Some nights we play four sets, or sixty-four songs. Al will laugh that the more sets we are required to play, the less we get paid. The really high-paying gigs only want one set.

In our career, we’ll never have less than fifteen hundred college and public radio stations playing our CDs every day. Most times, the number of stations playing our stuff is closer to three thousand, but, remarkably, we don’t chart on the boards that rate such airplay because “there’s no category for you guys.” So a major label band with a mere three hundred stations is Number One. When we began this adventure, we also had three hundred commercial open-format stations playing us in heavy rotation. By the time our second album came out, that number was down to twelve; the rest had either been bought out, changed format, or been driven out of business. By our third album, two commercial “alt” stations remained; by our fourth CD, there were none. The clampdown on stations playing independent labels was complete.
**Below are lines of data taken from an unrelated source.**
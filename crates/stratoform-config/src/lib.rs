//! Stratoform configuration
//!
//! Typed model of the template YAML, its loader, and the reader for the
//! orchestration engine's stack settings file.
//!
//! ```ignore
//! use stratoform_config::{StackSettings, load_config};
//!
//! let settings = StackSettings::load(project_dir, "dev")?;
//! let config = load_config(project_dir, &settings.config_path()?)?;
//! ```

pub mod error;
pub mod loader;
pub mod model;
pub mod settings;

pub use error::{ConfigError, Result};
pub use loader::{find_config_file, load_config, parse_config_file, parse_config_str};
pub use model::*;
pub use settings::{CONFIG_PATH_KEY, StackSettings};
To survive, we had to call individual DJ’s around the country with specialty shows merely to get a spin.

At the noncollege venues—bars, folk clubs, concert halls, alumni gatherings, conventions—a similar paradigm to the love us/hate us/don’t know what to make of us routine is in effect. Since we are very good at what we do, we make it look easy. And because it looks easy, we get this kind of comment:

“So you guys just read the paper and write this stuff. Anyone can do that, right?”
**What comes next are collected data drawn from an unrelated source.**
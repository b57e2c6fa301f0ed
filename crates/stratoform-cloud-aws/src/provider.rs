//! AWS provider implementation

use crate::iam::RoleKind;
use std::collections::HashMap;
use std::path::{Path, PathBuf};
use stratoform_cloud::{
    CloudError, CloudProvider, Instruction, Properties, ResourceOptions, ResourceRef, Result, Stack,
    logical_name,
};
use stratoform_config::{Config, StackSettings};

pub(crate) const BUCKET: &str = "aws:s3:Bucket";

/// AWS provider
///
/// Handles of created resources are kept so that later instructions can
/// reference them; an instruction that needs a handle that was never created
/// fails with [`CloudError::MissingDependency`].
pub struct AwsProvider {
    pub(crate) settings: StackSettings,
    pub(crate) config: Config,
    pub(crate) root: PathBuf,
    pub(crate) roles: HashMap<RoleKind, ResourceRef>,
    pub(crate) bucket: Option<ResourceRef>,
    pub(crate) stream: Option<ResourceRef>,
    pub(crate) cluster: Option<ResourceRef>,
    pub(crate) statement: Option<ResourceRef>,
    pub(crate) rest_api: Option<ResourceRef>,
    pub(crate) user_pool: Option<ResourceRef>,
    pub(crate) authorizer: Option<ResourceRef>,
}

impl AwsProvider {
    /// `root` is the project directory template paths are relative to
    pub fn new(settings: StackSettings, config: Config, root: impl Into<PathBuf>) -> Self {
        Self {
            settings,
            config,
            root: root.into(),
            roles: HashMap::new(),
            bucket: None,
            stream: None,
            cluster: None,
            statement: None,
            rest_api: None,
            user_pool: None,
            authorizer: None,
        }
    }

    pub fn config(&self) -> &Config {
        &self.config
    }

    pub fn root(&self) -> &Path {
        &self.root
    }

    /// Role registered for `kind`, if any
    pub fn role(&self, kind: RoleKind) -> Option<&ResourceRef> {
        self.roles.get(&kind)
    }

    pub fn bucket(&self) -> Option<&ResourceRef> {
        self.bucket.as_ref()
    }

    pub fn stream(&self) -> Option<&ResourceRef> {
        self.stream.as_ref()
    }

    pub fn cluster(&self) -> Option<&ResourceRef> {
        self.cluster.as_ref()
    }

    pub fn statement(&self) -> Option<&ResourceRef> {
        self.statement.as_ref()
    }

    pub fn rest_api(&self) -> Option<&ResourceRef> {
        self.rest_api.as_ref()
    }

    pub fn user_pool(&self) -> Option<&ResourceRef> {
        self.user_pool.as_ref()
    }

    pub fn authorizer(&self) -> Option<&ResourceRef> {
        self.authorizer.as_ref()
    }

    /// Role handle for `kind` or a dependency error for `instruction`
    pub(crate) fn require_role(
        &self,
        kind: RoleKind,
        instruction: Instruction,
    ) -> Result<ResourceRef> {
        self.roles
            .get(&kind)
            .cloned()
            .ok_or_else(|| CloudError::MissingDependency {
                instruction,
                requires: kind.requirement(),
            })
    }
}

/// Clone a handle or fail with a dependency error
pub(crate) fn require(
    handle: &Option<ResourceRef>,
    instruction: Instruction,
    requires: &str,
) -> Result<ResourceRef> {
    handle.clone().ok_or_else(|| CloudError::MissingDependency {
        instruction,
        requires: requires.to_string(),
    })
}

impl CloudProvider for AwsProvider {
    fn name(&self) -> &str {
        "aws"
    }

    fn display_name(&self) -> &str {
        "Amazon Web Services"
    }

    fn supports(&self, _instruction: Instruction) -> bool {
        true
    }

    fn configure_iam(&mut self, stack: &mut Stack) -> Result<()> {
        self.register_roles(stack)
    }

    fn create_storage(&mut self, stack: &mut Stack) -> Result<()> {
        let storage = &self.config.storage;
        let bucket = stack.register(
            BUCKET,
            &logical_name(&storage.name),
            Properties::new()
                .with("bucket", &storage.name)
                .with("forceDestroy", storage.force_destroy),
            ResourceOptions::new(),
        )?;
        tracing::info!(bucket = %storage.name, "S3 bucket registered");
        self.bucket = Some(bucket);
        Ok(())
    }

    fn create_dwh(&mut self, stack: &mut Stack) -> Result<()> {
        self.register_redshift(stack)
    }

    fn create_stream(&mut self, stack: &mut Stack) -> Result<()> {
        self.register_firehose(stack)
    }

    fn create_api_gateway(&mut self, stack: &mut Stack) -> Result<()> {
        self.register_rest_api(stack)
    }

    fn create_vpc(&mut self, _stack: &mut Stack) -> Result<()> {
        tracing::debug!("createVpc has no resources on aws");
        Ok(())
    }

    fn create_function(&mut self, stack: &mut Stack) -> Result<()> {
        self.register_lambda(stack)
    }

    fn create_identity_management(&mut self, stack: &mut Stack) -> Result<()> {
        self.register_user_pool(stack)
    }
}
//! Stratoform GCP Provider
//!
//! Translates template sections into Google Cloud resources:
//!
//! - IAM members (bucket and project scoped, with the project number filled in)
//! - Cloud Storage bucket
//! - BigQuery dataset and table
//! - Pub/Sub topic and subscription (Cloud Storage, BigQuery or pull)
//! - Cloud Functions (2nd gen) with service account and role bindings
//! - API Gateway backed by a generated OpenAPI document
//!
//! Identity management has no GCP counterpart and reports `Unsupported`.

mod apigateway;
mod bigquery;
mod function;
mod iam;
mod openapi;
mod provider;
mod pubsub;

pub use iam::MemberKind;
pub use openapi::{OpenApiSpec, SPEC_PATH};
pub use provider::GcpProvider;
pub use pubsub::Delivery;
//! GCP provider implementation

use std::path::{Path, PathBuf};
use stratoform_cloud::{
    CloudError, CloudProvider, Instruction, Properties, ResourceOptions, ResourceRef, Result, Stack,
    logical_name,
};
use stratoform_config::{Config, StackSettings};

pub(crate) const BUCKET: &str = "gcp:storage:Bucket";

const PROJECT_KEY: &str = "gcp:project";
const REGION_KEY: &str = "gcp:region";

/// GCP provider
pub struct GcpProvider {
    pub(crate) project: String,
    pub(crate) region: String,
    pub(crate) workdir: PathBuf,
    pub(crate) config: Config,
    pub(crate) project_lookup: Option<ResourceRef>,
    pub(crate) bucket: Option<ResourceRef>,
    pub(crate) dataset: Option<ResourceRef>,
    pub(crate) table: Option<ResourceRef>,
    pub(crate) topic: Option<ResourceRef>,
    pub(crate) subscription: Option<ResourceRef>,
    pub(crate) service_account: Option<ResourceRef>,
    pub(crate) source_bucket: Option<ResourceRef>,
    pub(crate) source_object: Option<ResourceRef>,
    pub(crate) function: Option<ResourceRef>,
    pub(crate) api: Option<ResourceRef>,
    pub(crate) gateway: Option<ResourceRef>,
}

impl GcpProvider {
    /// `workdir` receives generated artifacts such as the OpenAPI document
    pub fn new(settings: &StackSettings, config: Config, workdir: impl Into<PathBuf>) -> Result<Self> {
        let require = |key: &str| {
            settings
                .require(key)
                .map_err(|e| CloudError::MissingSetting(e.to_string()))
        };
        let project = require(PROJECT_KEY)?;
        let region = require(REGION_KEY)?;
        tracing::debug!(project = %project, region = %region, "GCP placement");

        Ok(Self {
            project,
            region,
            workdir: workdir.into(),
            config,
            project_lookup: None,
            bucket: None,
            dataset: None,
            table: None,
            topic: None,
            subscription: None,
            service_account: None,
            source_bucket: None,
            source_object: None,
            function: None,
            api: None,
            gateway: None,
        })
    }

    pub fn project(&self) -> &str {
        &self.project
    }

    pub fn region(&self) -> &str {
        &self.region
    }

    pub fn workdir(&self) -> &Path {
        &self.workdir
    }

    pub fn config(&self) -> &Config {
        &self.config
    }

    pub fn bucket(&self) -> Option<&ResourceRef> {
        self.bucket.as_ref()
    }

    pub fn table(&self) -> Option<&ResourceRef> {
        self.table.as_ref()
    }

    pub fn topic(&self) -> Option<&ResourceRef> {
        self.topic.as_ref()
    }

    pub fn function(&self) -> Option<&ResourceRef> {
        self.function.as_ref()
    }

    pub fn service_account(&self) -> Option<&ResourceRef> {
        self.service_account.as_ref()
    }

    pub fn gateway(&self) -> Option<&ResourceRef> {
        self.gateway.as_ref()
    }
}

/// Clone a handle or fail with a dependency error
pub(crate) fn require(
    handle: &Option<ResourceRef>,
    instruction: Instruction,
    requires: &str,
) -> Result<ResourceRef> {
    handle.clone().ok_or_else(|| CloudError::MissingDependency {
        instruction,
        requires: requires.to_string(),
    })
}

impl CloudProvider for GcpProvider {
    fn name(&self) -> &str {
        "gcp"
    }

    fn display_name(&self) -> &str {
        "Google Cloud"
    }

    fn supports(&self, instruction: Instruction) -> bool {
        !matches!(instruction, Instruction::CreateIdentityManagement)
    }

    fn configure_iam(&mut self, stack: &mut Stack) -> Result<()> {
        self.register_members(stack)
    }

    fn create_storage(&mut self, stack: &mut Stack) -> Result<()> {
        let storage = &self.config.storage;
        let bucket = stack.register(
            BUCKET,
            &logical_name(&storage.name),
            Properties::new()
                .with("name", &storage.name)
                .with("location", &self.region)
                .with("forceDestroy", storage.force_destroy)
                .with("uniformBucketLevelAccess", true),
            ResourceOptions::new(),
        )?;
        tracing::info!(bucket = %storage.name, "Cloud Storage bucket registered");
        self.bucket = Some(bucket);
        Ok(())
    }

    fn create_dwh(&mut self, stack: &mut Stack) -> Result<()> {
        self.register_bigquery(stack)
    }

    fn create_stream(&mut self, stack: &mut Stack) -> Result<()> {
        self.register_pubsub(stack)
    }

    fn create_api_gateway(&mut self, stack: &mut Stack) -> Result<()> {
        self.register_api_gateway(stack)
    }

    fn create_vpc(&mut self, _stack: &mut Stack) -> Result<()> {
        tracing::debug!("createVpc has no resources on gcp");
        Ok(())
    }

    fn create_function(&mut self, stack: &mut Stack) -> Result<()> {
        self.register_function(stack)
    }

    fn create_identity_management(&mut self, _stack: &mut Stack) -> Result<()> {
        Err(CloudError::Unsupported {
            provider: self.name().to_string(),
            instruction: Instruction::CreateIdentityManagement,
        })
    }
}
“Well sure, go ahead,” I suggest, as though in full agreement. “I tell you what, we’ll be back in four months. You write some songs and we’ll let you get up between shows and you can play them. You can’t beat an offer like that.”
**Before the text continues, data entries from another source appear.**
//! Cloud Functions (2nd gen)
//!
//! Registers the optional service account and source bucket, the function
//! itself and the role bindings scoped to it. The function URL is exported as
//! `function_url`.

use crate::provider::{BUCKET, GcpProvider, require};
use stratoform_cloud::{
    Failures, Instruction, Output, Properties, ResourceOptions, ResourceRef, Result, Stack,
    logical_name, project_path,
};
use stratoform_config::Source;

const SERVICE_ACCOUNT: &str = "gcp:serviceaccount:Account";
const BUCKET_OBJECT: &str = "gcp:storage:BucketObject";
const FUNCTION: &str = "gcp:cloudfunctionsv2:Function";
const RETRY_POLICY: &str = "RETRY_POLICY_RETRY";

/// Template whose functions are triggered by the stream topic
const DATA_PIPELINE: &str = "data-pipeline";

impl GcpProvider {
    pub(crate) fn register_function(&mut self, stack: &mut Stack) -> Result<()> {
        let mut failures = Failures::new();

        if let Some(sa) = &self.config.iam.service_acc {
            let account = stack.register(
                SERVICE_ACCOUNT,
                &logical_name(&sa.account_id),
                Properties::new()
                    .with("accountId", &sa.account_id)
                    .with_non_empty("displayName", &sa.display_name)
                    .with_non_empty("project", &sa.project)
                    .with("createIgnoreAlreadyExists", true),
                ResourceOptions::new(),
            );
            self.service_account = failures.capture(&sa.account_id, account);
        }

        if let Some(source) = self.config.function.build.source.clone() {
            let registered = self.register_source(stack, &source);
            if let Some((bucket, object)) = failures.capture(&source.storage.bucket.name, registered)
            {
                self.source_bucket = Some(bucket);
                self.source_object = Some(object);
            }
        }

        let registered = self.function_resource(stack);
        let Some(function) = failures.capture(&self.config.function.name, registered) else {
            return failures.into_result();
        };
        self.function = Some(function.clone());

        if let Err(err) = self.register_function_bindings(stack, &function) {
            failures.push(&self.config.function.name, err);
        }

        stack.export("function_url", function.attr("url"));
        tracing::info!(function = %self.config.function.name, "Cloud Function registered");
        failures.into_result()
    }

    fn register_source(&self, stack: &mut Stack, source: &Source) -> Result<(ResourceRef, ResourceRef)> {
        let bucket_conf = &source.storage.bucket;
        let bucket = stack.register(
            BUCKET,
            &logical_name(&bucket_conf.name),
            Properties::new()
                .with("name", &bucket_conf.name)
                .with("location", &self.region)
                .with("uniformBucketLevelAccess", true)
                .with("forceDestroy", source.storage.force_destroy),
            ResourceOptions::new(),
        )?;

        let object = stack.register(
            BUCKET_OBJECT,
            &logical_name(&bucket_conf.object.name),
            Properties::new()
                .with("name", &bucket_conf.object.name)
                .with("bucket", bucket.attr("name"))
                .with(
                    "source",
                    Output::file_asset(project_path(&self.workdir, &bucket_conf.object.path)),
                ),
            ResourceOptions::depends_on([&bucket]),
        )?;

        Ok((bucket, object))
    }

    fn function_resource(&self, stack: &mut Stack) -> Result<ResourceRef> {
        let function = &self.config.function;
        let build = &function.build;

        let mut build_config = Properties::new()
            .with("runtime", &build.runtime)
            .with("entryPoint", &build.entry_point)
            .with_non_empty("dockerRepository", &build.docker_repo);
        if let (Some(bucket), Some(object)) = (&self.source_bucket, &self.source_object) {
            build_config.set(
                "source",
                Properties::new().with(
                    "storageSource",
                    Properties::new()
                        .with("bucket", bucket.attr("name"))
                        .with("object", object.attr("name")),
                ),
            );
        }

        let mut environment = Properties::new()
            .with("PROJECT_ID", &self.project)
            .with("TOPIC_ID", &self.config.stream.pubsub_conf.topic.name);
        for (key, value) in &build.envs {
            environment.set(key, value);
        }

        let service = &function.service_conf;
        let service_config = Properties::new()
            .with("maxInstanceCount", service.max_instance)
            .with("availableMemory", &service.available_mem)
            .with("timeoutSeconds", service.timeout)
            .with_opt(
                "serviceAccountEmail",
                self.service_account.as_ref().map(|sa| sa.attr("email")),
            )
            .with("environmentVariables", environment)
            .with_non_empty("ingressSettings", &service.ingress);

        let mut props = Properties::new()
            .with("name", &function.name)
            .with("location", &self.region)
            .with("project", &self.project)
            .with("buildConfig", build_config)
            .with("serviceConfig", service_config);

        if let Some(trigger) = &function.trigger {
            let mut event_trigger = Properties::new()
                .with("eventType", &trigger.event_type)
                .with("retryPolicy", RETRY_POLICY)
                .with_non_empty("triggerRegion", &trigger.region);
            if self.config.template.name == DATA_PIPELINE {
                let topic = require(
                    &self.topic,
                    Instruction::CreateFunction,
                    "a Pub/Sub topic (createStream) for the function trigger",
                )?;
                event_trigger.set("pubsubTopic", topic.id());
            }
            props.set("eventTrigger", event_trigger);
        }

        let deps: Vec<&ResourceRef> = [&self.service_account, &self.source_bucket, &self.source_object]
            .into_iter()
            .flatten()
            .collect();

        stack.register(
            FUNCTION,
            &logical_name(&function.name),
            props,
            ResourceOptions::depends_on(deps),
        )
    }
}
“But I don’t play the guitar, I can’t sing.”

“Ah, I see.”

Others condemn us for being subjective liberal partisans in our gags and more serious material. “How can you call it entertainment if you have an opinion?” is a frequent query. “Why don’t you give both sides a fair shake?” they scold.

“Well, I tell you what,” I answer. “You spend half your life learning to play an instrument, devote yourself to studying all you can about the genre you want to perform, then quit your job and put all your time, money, and effort into finding venues to play in, risk your health, your family’s well-being, live hand to mouth never knowing if it’s all going to come crashing down and put you out on the street as soon as your schedule runs out, no pension, no health care. Do all that for the paltry sum they charged you to get in here tonight, and then you tell me how objective you’re going to be once you step up to that microphone.”

But here’s the one I love the most: “So, what’s your real job?”

During the height of the Reagan Conservative Era, we find that audiences, perhaps a full third of them, had lost—or I should say more accurately, had never cultivated—the ability to suspend disbelief. These are people who interpret the Bible literally, but not the Constitution.

In radio and print interviews, we call it “theater-phobia,” a scary mob-directed need to have whatever is put before them be as unchallenging, unthreatening, and black and white as possible. The audience members can’t tell they are being set up for a punch line, and so can’t get the punch line. From the stage, we see in them a frightening refusal to invest themselves in the entertainment they have paid to see. They are either completely for us, completely against us, or complacent to the point of sitting there stupefied.

My partner is tall, dark, and traditionally handsome. I’m short and fair with long curly hair, and pretty damn good looking, as well. As a gag, we introduce ourselves as brothers.

“Twins, can’t ya tell?”

“Same father, different mothers.”

“We were joined at the nose at birth,” I love to riff on Al’s prominent proboscis.

One reviewer, in print, actually asks, un-ironically, “Why would two musicians, who are clearly unrelated, try to pawn themselves off as brothers?”